Henry Slesar's short story, "The Case of the Kind Waitress," was first published in Alfred Hitchcock's Mystery Magazine's October 1958 issue. It was adapted for television and aired late in the fourth season of Alfred Hitchcock Presents on March 29, 1959. The story is well told and has been anthologized repeatedly; the filmed version is less successful, though better than the prior Slesar effort, "The Right Price."
The story concerns Thelma Tompkins, a 44 year old waitress at the Hotel Gordon Restaurant who takes a special interest in Mrs. Mannerheim, an elderly regular customer whom she thinks must be over 90 years old. Thelma is another of Slesar's ordinary people: she has worked for "11 years as a waitress" and is no beauty; he mentions "the imperfect features of her drab face" and her "stringy brown hair." Mrs. Mannerheim seems barely alive; with a "tiny shrunken body," she is "white-faced and wraith-like." The third main character is Thelma's 34 year old brother Arthur, a lazy ne'er do well who works at a drug store. Since their father died, Thelma and Arthur are each other's only family.
One day, due to Thelma's kindness, Mrs. Mannerheim tells her that she has taken care of the younger woman in her will. Arthur is excited to learn of the coming windfall but his enthusiasm wanes as months pass and the old woman does not die. Eventually, tired of waiting, he suggests to Thelma that she "help her along," insisting that it would be a "mercy killing" that he could facilitate with powder from his drug store sprinkled on her food each night.

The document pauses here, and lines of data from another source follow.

//! 打印网关进程入口：配置 → 存储 → 分发器 → 备份 → HTTP 服务 → 优雅退出。

use printcomm_api::{AppState, build_app};
use printcomm_backup::{BackupConfig, BackupManager};
use printcomm_config::AppConfig;
use printcomm_dispatch::{Dispatcher, DispatcherConfig};
use printcomm_protocol::TcpTransport;
use printcomm_storage::FilePrinterStore;
use printcomm_telemetry::init_tracing;
use std::sync::Arc;
use std::time::Duration;
use tokio::sync::watch;
use tracing::{error, info, warn};

#[tokio::main]
async fn main() -> Result<(), Box<dyn std::error::Error>> {
    // 加载本地 .env（如存在），便于直接 cargo run 启动
    dotenvy::dotenv().ok();
    // 从环境变量加载运行配置
    let config = AppConfig::from_env()?;
    // 初始化结构化日志
    init_tracing(&config.log_level);

    // 注册表目录即备份源
    let store = Arc::new(FilePrinterStore::open(&config.registry_dir).await?);
    let dispatcher = Dispatcher::new_with_config(
        store,
        Arc::new(TcpTransport::new()),
        DispatcherConfig {
            printer_timeout: Duration::from_millis(config.printer_timeout_ms),
        },
    );

    let mut backup_config = BackupConfig::new(&config.registry_dir, &config.backup_dir);
    backup_config.schedule = config.backup_schedule.clone();
    backup_config.max_backups = config.backup_max_count;
    backup_config.compress = config.backup_compress;
    backup_config.stop_grace = Duration::from_millis(config.backup_stop_grace_ms);
    let backup = BackupManager::new(backup_config)?;
    if config.backup_enabled {
        backup.start_scheduled_backups()?;
    }
    // 启动时先做一次快照；失败不阻止服务启动
    if let Err(err) = backup.perform_backup().await {
        warn!(target: "printcomm.api", error = %err, "startup_backup_failed");
    }

    let state = AppState {
        dispatcher,
        backup: backup.clone(),
        request_timeout: Duration::from_millis(config.request_timeout_ms),
    };
    let app = build_app(state);

    let listener = tokio::net::TcpListener::bind(&config.http_addr).await?;
    info!(target: "printcomm.api", addr = %config.http_addr, "http_listening");

    let (shutdown_tx, mut shutdown_rx) = watch::channel(false);
    let server = tokio::spawn(async move {
        axum::serve(listener, app)
            .with_graceful_shutdown(async move {
                let _ = shutdown_rx.wait_for(|stop| *stop).await;
            })
            .await
    });

    shutdown_signal().await;
    info!(target: "printcomm.api", "shutdown_started");

    // 退出前最后一次快照
    if let Err(err) = backup.perform_backup().await {
        warn!(target: "printcomm.api", error = %err, "shutdown_backup_failed");
    }

    let _ = shutdown_tx.send(true);
    match tokio::time::timeout(Duration::from_millis(config.shutdown_timeout_ms), server).await {
        Ok(Ok(Ok(()))) => {}
        Ok(Ok(Err(err))) => error!(target: "printcomm.api", error = %err, "http_server_failed"),
        Ok(Err(err)) => error!(target: "printcomm.api", error = %err, "http_server_task_failed"),
        Err(_) => warn!(
            target: "printcomm.api",
            timeout_ms = config.shutdown_timeout_ms,
            "http_drain_timeout"
        ),
    }

    backup.stop().await;
    info!(target: "printcomm.api", "shutdown_complete");
    Ok(())
}

/// 等待 Ctrl+C 或 SIGTERM。
async fn shutdown_signal() {
    let ctrl_c = async {
        if let Err(err) = tokio::signal::ctrl_c().await {
            error!(target: "printcomm.api", error = %err, "ctrl_c_handler_failed");
            std::future::pending::<()>().await;
        }
    };

    #[cfg(unix)]
    let terminate = async {
        match tokio::signal::unix::signal(tokio::signal::unix::SignalKind::terminate()) {
            Ok(mut signal) => {
                signal.recv().await;
            }
            Err(err) => {
                error!(target: "printcomm.api", error = %err, "sigterm_handler_failed");
                std::future::pending::<()>().await;
            }
        }
    };

    #[cfg(not(unix))]
    let terminate = std::future::pending::<()>();

    tokio::select! {
        _ = ctrl_c => {},
        _ = terminate => {},
    }
}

Thelma resists this idea for a month but finally gives in and begins slowly poisoning her elderly friend. Yet Mrs. Mannerheim lives on! Thelma decides to give her one large dose to end the waiting (Thelma waits on Mrs. Mannerheim in both senses of the word--as a server and as an expectant inheritor). One evening, when the old woman does not come down for dinner, Thelma takes a tray to her room and loses her temper, leading Mrs. Mannerheim to threaten to change her will. Thelma strangles her and is discovered by a chambermaid. She is arrested and jailed, only to be told by a policeman of a surprising discovery at autopsy: Mrs. Mannerheim had had a parasitic infection and the only thing keeping her alive was small, regular doses of arsenic!

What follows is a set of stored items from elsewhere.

//! 稳定的 DTO 与 API 响应契约。

use serde::{Deserialize, Serialize};

/// 错误码（与 HTTP 状态码一一对应，由边界层映射）。
pub mod codes {
    pub const INVALID_REQUEST: &str = "INVALID.REQUEST";
    pub const NOT_FOUND: &str = "RESOURCE.NOT_FOUND";
    pub const DEVICE_NOT_READY: &str = "DEVICE.NOT_READY";
    pub const PROTOCOL_ERROR: &str = "DEVICE.PROTOCOL";
    pub const TRANSPORT_ERROR: &str = "DEVICE.TRANSPORT";
    pub const STORE_ERROR: &str = "STORE.ERROR";
    pub const BACKUP_ERROR: &str = "BACKUP.ERROR";
    pub const BACKUP_IN_PROGRESS: &str = "BACKUP.IN_PROGRESS";
    pub const REQUEST_TIMEOUT: &str = "REQUEST.TIMEOUT";
    pub const METHOD_NOT_ALLOWED: &str = "METHOD.NOT_ALLOWED";
    pub const INTERNAL: &str = "INTERNAL.ERROR";
}

/// 标准 API 响应封装。
#[derive(Debug, Serialize, Deserialize)]
pub struct ApiResponse<T> {
    pub success: bool,
    pub data: Option<T>,
    pub error: Option<ApiError>,
}

/// 失败响应的错误体。
#[derive(Debug, Serialize, Deserialize)]
pub struct ApiError {
    pub code: String,
    pub message: String,
}

impl<T> ApiResponse<T> {
    pub fn success(data: T) -> Self {
        Self {
            success: true,
            data: Some(data),
            error: None,
        }
    }

    pub fn error(code: impl Into<String>, message: impl Into<String>) -> Self {
        Self {
            success: false,
            data: None,
            error: Some(ApiError {
                code: code.into(),
                message: message.into(),
            }),
        }
    }
}

/// 网关指令请求体（POST /）。
///
/// `cmdtype` 为 `sendcmdtoprinter` 时指向设备，为 `requesttodb` 时指向注册表。
#[derive(Debug, Clone, Deserialize, Serialize)]
pub struct GatewayCommandRequest {
    #[serde(alias = "cmdType")]
    pub cmdtype: String,
    #[serde(default, alias = "cmdName")]
    pub cmdname: String,
    #[serde(default, alias = "cmdBody")]
    pub cmdbody: String,
    /// 目标打印机 uid（36 位）
    #[serde(default, alias = "uidLine")]
    pub uidline: Option<String>,
    /// 目标打印机数值 id
    #[serde(default)]
    pub id: Option<u64>,
    /// 产线标识（最长 9 个字符），仅用于错误信息
    #[serde(default, alias = "rmLine")]
    pub rmline: Option<String>,
}

/// 备份快照返回结构。
#[derive(Debug, Clone, Serialize, Deserialize)]
#[serde(rename_all = "camelCase")]
pub struct SnapshotDto {
    pub name: String,
    pub size_bytes: u64,
    pub created_at_ms: i64,
    pub compressed: bool,
}

/// 手动备份查询参数。
#[derive(Debug, Default, Deserialize)]
pub struct BackupQuery {
    /// 为 true 时若已有备份在执行则立即失败，否则排队等待
    #[serde(default)]
    pub nowait: bool,
}
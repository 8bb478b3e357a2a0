//! 时间端口

use chrono::{DateTime, Utc};

/// 时钟端口（测试中可固定时间）
pub trait Clock: Send + Sync {
    fn now(&self) -> DateTime<Utc>;
}

/// 系统时钟
#[derive(Debug, Clone, Copy, Default)]
pub struct SystemClock;

impl Clock for SystemClock {
    fn now(&self) -> DateTime<Utc> {
        Utc::now()
    }
}
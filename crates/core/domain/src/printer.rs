//! 打印机记录与生命周期状态。

use crate::{DomainError, validate_line, validate_uid};
use serde::{Deserialize, Serialize};

/// 打印机生命周期状态。
///
/// 只有 `InTheWork` 的设备允许下发指令。
#[derive(Debug, Clone, Copy, Default, PartialEq, Eq, Hash, Serialize, Deserialize)]
#[serde(rename_all = "snake_case")]
pub enum PrinterStatus {
    /// 在产线上工作
    InTheWork,
    /// 空闲备用
    #[default]
    Idle,
    /// 已停用
    Disabled,
    /// 维修中
    UnderRepair,
    /// 已报废
    Decommissioned,
}

impl PrinterStatus {
    pub fn is_dispatchable(self) -> bool {
        matches!(self, Self::InTheWork)
    }

    pub fn as_str(self) -> &'static str {
        match self {
            Self::InTheWork => "in_the_work",
            Self::Idle => "idle",
            Self::Disabled => "disabled",
            Self::UnderRepair => "under_repair",
            Self::Decommissioned => "decommissioned",
        }
    }
}


impl std::fmt::Display for PrinterStatus {
    fn fmt(&self, f: &mut std::fmt::Formatter<'_>) -> std::fmt::Result {
        f.write_str(self.as_str())
    }
}

/// 已入库的打印机记录。
///
/// `id` 与 `uid` 创建后不可变，删除后也不会被复用。
#[derive(Debug, Clone, PartialEq, Eq, Serialize, Deserialize)]
#[serde(rename_all = "camelCase")]
pub struct PrinterRecord {
    pub id: u64,
    pub uid: String,
    pub name: String,
    pub ip: String,
    pub port: u16,
    #[serde(default)]
    pub status: PrinterStatus,
    #[serde(default, skip_serializing_if = "Option::is_none")]
    pub line: Option<String>,
    #[serde(default, skip_serializing_if = "Option::is_none")]
    pub description: Option<String>,
}

impl PrinterRecord {
    /// 设备网络地址（host:port）。
    pub fn address(&self) -> String {
        format!("{}:{}", self.ip, self.port)
    }
}

/// 新增打印机的输入；`uid` 缺省时由存储层生成。
#[derive(Debug, Clone, PartialEq, Eq, Serialize, Deserialize)]
#[serde(rename_all = "camelCase")]
pub struct NewPrinter {
    #[serde(default, skip_serializing_if = "Option::is_none")]
    pub uid: Option<String>,
    pub name: String,
    pub ip: String,
    pub port: u16,
    #[serde(default)]
    pub status: PrinterStatus,
    #[serde(default, skip_serializing_if = "Option::is_none")]
    pub line: Option<String>,
    #[serde(default, skip_serializing_if = "Option::is_none")]
    pub description: Option<String>,
}

impl NewPrinter {
    /// 绑定身份，转换为完整记录。
    pub fn into_record(self, id: u64, uid: String) -> PrinterRecord {
        PrinterRecord {
            id,
            uid,
            name: self.name,
            ip: self.ip,
            port: self.port,
            status: self.status,
            line: self.line,
            description: self.description,
        }
    }
}

fn validate_fields(
    name: &str,
    ip: &str,
    port: u16,
    line: Option<&str>,
) -> Result<(), DomainError> {
    if name.trim().is_empty() {
        return Err(DomainError::Required("name"));
    }
    if ip.trim().is_empty() {
        return Err(DomainError::Required("ip"));
    }
    if port == 0 {
        return Err(DomainError::Required("port"));
    }
    if let Some(line) = line {
        validate_line(line)?;
    }
    Ok(())
}

/// 校验新增输入。
pub fn validate_new_printer(printer: &NewPrinter) -> Result<(), DomainError> {
    if let Some(uid) = printer.uid.as_deref() {
        validate_uid(uid)?;
    }
    validate_fields(&printer.name, &printer.ip, printer.port, printer.line.as_deref())
}

/// 校验整条记录（用于更新）。
pub fn validate_record(record: &PrinterRecord) -> Result<(), DomainError> {
    if record.id == 0 {
        return Err(DomainError::Required("id"));
    }
    validate_uid(&record.uid)?;
    validate_fields(&record.name, &record.ip, record.port, record.line.as_deref())
}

The title of the story was shortened to "The Kind Waitress" when it was adapted for television by William O'Farrell, who also changed the story in other ways that blunted its effectiveness. Arthur is no longer Thelma's younger brother; instead, he is her boyfriend, a handsome, clarinet-playing misogynist whose casual cruelty to his lover would not pass muster if this episode were filmed today. Thelma's desperate attempts to hold on to her man inform all of the wrong choices she makes. When Arthur hears of the promised inheritance, he thinks only of himself: "No more playin' for peanuts! I could start my own band!" As Arthur, Rick Jason is hard to watch; his performance verges on that of the beatniks and hipsters we will see in upcoming years on this series.
The conclusion of the show is also changed for no good reason. In the story, Thelma is caught red-handed, but onscreen she gets away with murder, only to blurt out a confession during a coroner's inquest. She then overhears Mrs. Mannerheim's doctor explain that he had been giving his patient Anotyne to treat her heart condition. He says that "Anotyne was the only thing keeping her alive" and, in case we did not get it right away, his words are repeated three more times as a voice over!
|Cooking up some poison!|
"The Kind Waitress" was one of 29 episodes of the Hitchcock series to be directed by Paul Henreid (1908-1992), the actor turned director who also directed "The Landlady" and "Annabel." His work on this episode is competent but not outstanding.
Rick Jason (1923-2000) gets top billing as Arthur, though his performance was not one he would recall in his later autobiography, Scrapbooks of My Mind (2000), which can be read online here. Jason was on TV and in the movies from 1953 to the late 1980s; he never appeared on the Hitchcock series again but he had a five-year run as Lt. Gill Hanley on Combat. He ended his own life the year his book came out.
Olive Deering (1918-1986) plays Thelma, her wide-set eyes giving her face a fish-like appearance. She was the sister of actor Alfred Ryder and she was a member of the Actors Studio, onstage beginning in 1933 and in movies and on TV from the late 1940s. She also appeared in one episode of The Alfred Hitchcock Hour and had a role in the classic Outer Limits episode, "The Zanti Misfits."
Finally, in a small role as the coroner is Robert Carson (1909-1979), brother of Jack Carson. Robert appeared on the Hitchcock show eleven times, always in small roles, including one as the inquest board chairman in "Mother, May I Go Out to Swim?"
"The Kind Waitress" is available on DVD here and can be viewed online for free here. (If Larry Rapchak is reading this, perhaps he can identify the rather infectious melody that Arthur plays on his clarinet!)